### About this exercise
Look for the word "NNDSVD" in the entries below, then copy every line that has it.

- Opening Delimiter -

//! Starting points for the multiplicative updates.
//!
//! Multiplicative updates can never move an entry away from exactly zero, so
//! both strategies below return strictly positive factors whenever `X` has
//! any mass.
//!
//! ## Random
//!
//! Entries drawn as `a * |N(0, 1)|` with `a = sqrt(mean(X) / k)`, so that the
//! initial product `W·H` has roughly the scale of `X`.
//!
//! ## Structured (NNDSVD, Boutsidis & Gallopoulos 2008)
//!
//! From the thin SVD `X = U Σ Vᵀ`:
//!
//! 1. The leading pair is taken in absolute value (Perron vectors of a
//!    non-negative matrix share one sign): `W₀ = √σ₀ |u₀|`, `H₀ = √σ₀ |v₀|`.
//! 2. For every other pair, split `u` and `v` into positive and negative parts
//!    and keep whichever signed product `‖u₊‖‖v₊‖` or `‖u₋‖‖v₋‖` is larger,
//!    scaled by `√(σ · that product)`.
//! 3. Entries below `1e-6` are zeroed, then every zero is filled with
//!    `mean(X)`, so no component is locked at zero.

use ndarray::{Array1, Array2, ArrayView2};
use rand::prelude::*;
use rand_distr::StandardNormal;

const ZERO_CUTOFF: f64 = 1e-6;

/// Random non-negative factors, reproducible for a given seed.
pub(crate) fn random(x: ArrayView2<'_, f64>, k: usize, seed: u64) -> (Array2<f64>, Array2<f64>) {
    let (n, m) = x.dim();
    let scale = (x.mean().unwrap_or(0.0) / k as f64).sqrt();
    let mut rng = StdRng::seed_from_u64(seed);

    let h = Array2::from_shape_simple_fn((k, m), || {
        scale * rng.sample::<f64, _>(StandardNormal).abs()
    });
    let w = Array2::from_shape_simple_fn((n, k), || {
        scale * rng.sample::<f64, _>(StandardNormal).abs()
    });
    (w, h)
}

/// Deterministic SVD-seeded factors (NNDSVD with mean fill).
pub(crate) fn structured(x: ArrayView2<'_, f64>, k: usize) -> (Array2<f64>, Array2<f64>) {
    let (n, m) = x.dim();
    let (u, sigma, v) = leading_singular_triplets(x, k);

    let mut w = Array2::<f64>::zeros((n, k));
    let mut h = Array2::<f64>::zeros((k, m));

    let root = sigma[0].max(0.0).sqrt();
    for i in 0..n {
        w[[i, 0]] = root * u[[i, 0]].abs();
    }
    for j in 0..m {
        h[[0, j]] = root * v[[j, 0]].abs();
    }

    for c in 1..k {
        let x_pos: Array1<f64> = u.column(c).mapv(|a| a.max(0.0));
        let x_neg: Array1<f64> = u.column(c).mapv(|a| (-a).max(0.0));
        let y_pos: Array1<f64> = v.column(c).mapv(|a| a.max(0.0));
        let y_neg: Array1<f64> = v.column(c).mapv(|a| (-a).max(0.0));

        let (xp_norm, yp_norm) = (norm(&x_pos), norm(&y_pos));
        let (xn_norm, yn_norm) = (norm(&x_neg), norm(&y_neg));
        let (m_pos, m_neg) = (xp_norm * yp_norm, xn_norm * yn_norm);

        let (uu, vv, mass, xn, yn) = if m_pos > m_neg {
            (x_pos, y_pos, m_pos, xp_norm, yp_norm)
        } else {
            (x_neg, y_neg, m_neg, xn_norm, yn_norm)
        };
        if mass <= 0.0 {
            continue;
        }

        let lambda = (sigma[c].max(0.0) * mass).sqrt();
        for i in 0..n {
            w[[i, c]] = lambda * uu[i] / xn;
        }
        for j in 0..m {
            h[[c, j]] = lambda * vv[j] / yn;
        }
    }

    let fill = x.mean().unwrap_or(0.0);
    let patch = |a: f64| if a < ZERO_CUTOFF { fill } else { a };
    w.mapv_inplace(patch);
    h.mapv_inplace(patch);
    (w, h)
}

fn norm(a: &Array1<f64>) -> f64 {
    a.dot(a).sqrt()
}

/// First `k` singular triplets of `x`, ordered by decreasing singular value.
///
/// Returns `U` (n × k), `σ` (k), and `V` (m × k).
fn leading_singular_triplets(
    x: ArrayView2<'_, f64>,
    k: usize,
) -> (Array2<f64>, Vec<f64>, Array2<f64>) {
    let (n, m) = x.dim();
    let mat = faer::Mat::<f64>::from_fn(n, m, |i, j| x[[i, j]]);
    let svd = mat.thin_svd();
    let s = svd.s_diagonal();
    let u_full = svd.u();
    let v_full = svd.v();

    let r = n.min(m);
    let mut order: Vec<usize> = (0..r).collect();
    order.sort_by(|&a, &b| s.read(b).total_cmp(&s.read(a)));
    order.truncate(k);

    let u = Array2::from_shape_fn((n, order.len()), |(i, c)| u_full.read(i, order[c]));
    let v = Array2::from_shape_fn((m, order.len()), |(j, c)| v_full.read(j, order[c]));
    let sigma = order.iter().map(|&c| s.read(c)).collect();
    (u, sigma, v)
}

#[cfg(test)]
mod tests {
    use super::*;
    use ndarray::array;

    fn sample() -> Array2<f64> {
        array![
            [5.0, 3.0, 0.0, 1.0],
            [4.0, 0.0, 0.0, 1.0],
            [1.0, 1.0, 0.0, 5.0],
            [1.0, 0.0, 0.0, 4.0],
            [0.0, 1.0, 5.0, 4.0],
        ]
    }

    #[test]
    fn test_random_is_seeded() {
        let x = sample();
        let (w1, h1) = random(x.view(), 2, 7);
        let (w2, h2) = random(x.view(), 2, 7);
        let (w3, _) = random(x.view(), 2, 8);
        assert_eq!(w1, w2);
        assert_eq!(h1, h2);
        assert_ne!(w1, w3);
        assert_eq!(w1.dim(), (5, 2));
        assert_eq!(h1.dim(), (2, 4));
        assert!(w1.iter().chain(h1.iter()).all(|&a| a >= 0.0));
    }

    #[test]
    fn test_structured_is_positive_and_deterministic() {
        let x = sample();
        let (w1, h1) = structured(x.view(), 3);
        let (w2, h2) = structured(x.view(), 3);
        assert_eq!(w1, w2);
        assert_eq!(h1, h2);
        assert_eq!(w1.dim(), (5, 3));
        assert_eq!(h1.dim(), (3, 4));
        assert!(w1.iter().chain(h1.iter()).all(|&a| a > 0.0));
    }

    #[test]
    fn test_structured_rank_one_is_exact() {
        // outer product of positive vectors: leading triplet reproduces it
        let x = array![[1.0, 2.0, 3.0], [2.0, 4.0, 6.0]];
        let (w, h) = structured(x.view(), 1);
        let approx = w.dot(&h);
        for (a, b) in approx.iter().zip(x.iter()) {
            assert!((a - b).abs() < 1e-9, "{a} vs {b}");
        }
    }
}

- Closing Delimiter -
- Opening Delimiter -

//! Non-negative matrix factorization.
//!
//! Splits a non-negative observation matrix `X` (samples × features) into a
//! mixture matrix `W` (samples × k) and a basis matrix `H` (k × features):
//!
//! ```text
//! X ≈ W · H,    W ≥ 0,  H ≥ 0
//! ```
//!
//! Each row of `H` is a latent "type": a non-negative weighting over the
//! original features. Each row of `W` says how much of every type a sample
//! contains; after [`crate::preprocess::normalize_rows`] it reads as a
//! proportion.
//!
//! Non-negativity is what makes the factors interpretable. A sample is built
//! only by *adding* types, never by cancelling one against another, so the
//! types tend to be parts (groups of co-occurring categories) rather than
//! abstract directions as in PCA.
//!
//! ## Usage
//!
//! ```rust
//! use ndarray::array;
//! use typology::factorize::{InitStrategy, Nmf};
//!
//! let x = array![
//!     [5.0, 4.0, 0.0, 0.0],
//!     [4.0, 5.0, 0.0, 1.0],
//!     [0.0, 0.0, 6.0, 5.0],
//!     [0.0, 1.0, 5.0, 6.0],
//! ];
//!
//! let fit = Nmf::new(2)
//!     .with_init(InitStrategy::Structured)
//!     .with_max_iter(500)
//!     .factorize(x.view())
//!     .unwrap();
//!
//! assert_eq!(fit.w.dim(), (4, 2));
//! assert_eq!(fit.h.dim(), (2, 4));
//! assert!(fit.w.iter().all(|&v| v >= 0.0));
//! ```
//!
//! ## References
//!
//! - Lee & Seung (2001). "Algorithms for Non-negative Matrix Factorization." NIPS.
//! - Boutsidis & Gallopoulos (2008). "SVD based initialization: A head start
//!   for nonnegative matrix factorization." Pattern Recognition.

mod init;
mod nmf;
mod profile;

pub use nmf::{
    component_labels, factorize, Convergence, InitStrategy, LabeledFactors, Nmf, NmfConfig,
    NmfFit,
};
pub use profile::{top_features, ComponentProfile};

- Closing Delimiter -

### Response below
//! ## Structured (NNDSVD, Boutsidis & Gallopoulos 2008)
/// Deterministic SVD-seeded factors (NNDSVD with mean fill).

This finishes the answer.